The urban and regional planners develop land use plans and programs that help create communities, accommodate population growth and revitalize physical facilities in towns, cities, counties, and metropolitan areas. The professionals identify community needs and develop short and long-term solutions to improve and revitalize communities and areas.
As an area growing or changing, urban and regional planners help communities manage the related economic, social, and environmental issues, such as planning new parks, sheltering the homeless, and making the region more attractive to businesses. Planners often work with public officials, community members, and other groups to identify community issues and goals
Through research, data analysis, urban and regional planners collaboration with interest groups, they formulate strategies to address issues and to meet goals. The planners may also help carry out community plans by overseeing projects, enforcing zoning regulations, and organizing the work of the groups involved.
Urban and regional planners use a variety of tools and technology in their work. They commonly use statistical software, data visualization and presentation programs, financial spreadsheets, and other database and software programs.
Geographic Information System (GIS) software is used to integrate data, such as for population density, with digital maps. They may specialize in areas such as transportation planning, community development, historic preservation, or urban design, among other fields of interest.
Important Qualities for Urban and Regional Planners
Analytical skills. Urban and regional planners analyze information and data from a variety of sources, such as market research studies, censuses, and environmental impact studies. They use statistical techniques and technologies such as Geographic Information Systems (GIS) in their analyses to determine the significance of the data.
Communication skills. Urban and regional planners must be able to communicate clearly and effectively because they interact with colleagues and stakeholders, prepare research reports, give presentations, and meet with a wide variety of audiences, including public officials, interest groups, and community members.
Decisionmaking skills. Urban and regional planners must weigh all possible planning options and combine analysis, creativity, and realism to choose the appropriate action or plan.
Leadership skills. Urban and regional planners must be able to manage projects, which may include overseeing tasks and planning assignments.
Urban and Regional Planners Education Information
Most urban and regional planners have a master’s degree from an accredited urban or regional planning program. There are 71 programs accredited by the Planning Accreditation Board (PAB) that offered a master’s degree in planning.
The Master degree programs accept students with a wide range of undergraduate backgrounds. However, many candidates who enter these programs have a bachelor’s degree in economics, geography, political science, or environmental design.
Most of the master programs have students spending considerable time in seminars, workshops, and laboratory courses, in which they learn to analyze and solve planning problems. Although most master’s programs have a similar core curriculum, there is some variability in the courses they offer and the issues they focus on.
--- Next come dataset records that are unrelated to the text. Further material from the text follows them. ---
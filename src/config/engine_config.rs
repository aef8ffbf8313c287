use serde::{Deserialize, Serialize};

/// 引擎参数
///
/// 存储位置：config_kv（scope_id='global'），缺省时取 Default
#[derive(Debug, Clone, Copy, PartialEq, Serialize, Deserialize)]
#[serde(rename_all = "camelCase")]
pub struct EngineConfig {
    /// 最终归一化容差：|sum - 1| 超过该值才重新归一
    pub normalization_tolerance: f64,

    /// 产品未设置 baseVolume 时的基准产量
    pub default_base_volume: u64,

    /// 输入分布检查容差：|sum - 1| 小于该值视为有效
    pub input_sum_tolerance: f64,
}

impl Default for EngineConfig {
    fn default() -> Self {
        Self {
            normalization_tolerance: 0.001,
            default_base_volume: 10_000,
            input_sum_tolerance: 0.01,
        }
    }
}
For example, programs located in agricultural states may focus on rural planning, and programs located in larger cities may focus on urban revitalization.
A Bachelor degree holder can qualify for a small number of jobs as assistant or junior planners. There are 15 accredited bachelor’s degree programs in planning. Candidates with a bachelor’s degree typically need work experience in planning, public policy, or a related field.
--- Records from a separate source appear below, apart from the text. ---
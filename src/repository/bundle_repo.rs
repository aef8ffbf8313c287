// ==========================================
// 整车配置规划 - 目录数据包仓储
// ==========================================
// 职责: 整体读取 / 整体替换 / 按 id 追加 目录与规则
// 用途: 数据导入、版本快照与恢复
// 红线: 替换在单个事务内完成,失败不留半成品
// ==========================================

use crate::domain::snapshot::{CatalogBundle, ImportMode, BUNDLE_FORMAT_VERSION};
use crate::repository::catalog_repo::{
    clear_catalog, insert_class, insert_product, insert_region, load_classes, load_products,
    load_regions,
};
use crate::repository::error::{RepositoryError, RepositoryResult};
use crate::repository::rule_repo::{
    clear_rules, insert_configuration_rule, insert_dependency_rule, load_configuration_rules,
    load_dependency_rules,
};
use chrono::Utc;
use rusqlite::Connection;
use std::sync::{Arc, Mutex, MutexGuard};

/// 读取全部目录与规则
pub(crate) fn load_bundle(conn: &Connection) -> rusqlite::Result<CatalogBundle> {
    Ok(CatalogBundle {
        version: BUNDLE_FORMAT_VERSION.to_string(),
        export_date: Some(Utc::now()),
        products: load_products(conn)?,
        classes: load_classes(conn, None)?,
        regions: load_regions(conn)?,
        configuration_rules: load_configuration_rules(conn)?,
        dependency_rules: load_dependency_rules(conn)?,
    })
}

/// 清空后整体写入 (调用方负责事务)
pub(crate) fn write_bundle(conn: &Connection, bundle: &CatalogBundle) -> rusqlite::Result<()> {
    clear_rules(conn)?;
    clear_catalog(conn)?;

    for product in &bundle.products {
        insert_product(conn, product)?;
    }
    for cls in &bundle.classes {
        insert_class(conn, cls)?;
    }
    for region in &bundle.regions {
        insert_region(conn, region)?;
    }
    for rule in &bundle.configuration_rules {
        insert_configuration_rule(conn, rule)?;
    }
    for rule in &bundle.dependency_rules {
        insert_dependency_rule(conn, rule)?;
    }
    Ok(())
}

// ==========================================
// CatalogBundleRepository
// ==========================================
pub struct CatalogBundleRepository {
    conn: Arc<Mutex<Connection>>,
}

impl CatalogBundleRepository {
    pub fn from_connection(conn: Arc<Mutex<Connection>>) -> Self {
        Self { conn }
    }

    fn get_conn(&self) -> RepositoryResult<MutexGuard<'_, Connection>> {
        self.conn
            .lock()
            .map_err(|e| RepositoryError::LockError(e.to_string()))
    }

    pub fn load(&self) -> RepositoryResult<CatalogBundle> {
        let conn = self.get_conn()?;
        Ok(load_bundle(&conn)?)
    }

    /// 按导入模式写入数据包
    ///
    /// # 返回
    /// - Replace: 写入的记录数
    /// - Merge: 新追加的记录数 (id 已存在的记录保持不变)
    pub fn store(&self, incoming: CatalogBundle, mode: ImportMode) -> RepositoryResult<usize> {
        let mut conn = self.get_conn()?;
        let tx = conn
            .transaction()
            .map_err(|e| RepositoryError::DatabaseTransactionError(e.to_string()))?;

        let mut current = load_bundle(&tx)?;
        let count = current.absorb(incoming, mode);
        write_bundle(&tx, &current)?;

        tx.commit()
            .map_err(|e| RepositoryError::DatabaseTransactionError(e.to_string()))?;

        tracing::info!(?mode, records = count, "目录数据已写入");
        Ok(count)
    }
}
It is not necessary for all positions, some entry-level positions require 1 to 2 years of work experience in a related field, such as architecture, public policy, or economic development. Many students gain experience through real planning projects or part-time internships while enrolled in a master’s planning program. Others enrol in full-time internships after completing their degree.
Urban and Regional Planners Duties
- Meet with public officials, developers, and the public regarding development plans and land use
- Administer government plans or policies affecting land use
- Gather and analyze data from market research, censuses, and economic and environmental studies
- Conduct field investigations to analyze factors affecting community development and decline, including land use
- Review site plans submitted by developers
- Assess the feasibility of proposals and identify needed changes
- Recommend whether proposals should be approved or denied
- Present projects to communities, planning officials, and planning commissions
- Stay current on zoning and building codes, environmental regulations, and other legal issues
Within cities, urban planners will be needed to develop revitalization projects and address issues associated with population growth, environmental degradation, the movement of people and goods, and resource scarcity.
Similarly, suburban areas and municipalities will need planners to address the challenges associated with population changes, including housing needs and transportation systems covering larger areas with less population density.
Urban and regional planners should expect to face competition for positions. Job opportunities for planners often depend on government budgets and economic conditions. When municipalities and developers have funds for development projects, planners are in higher demand.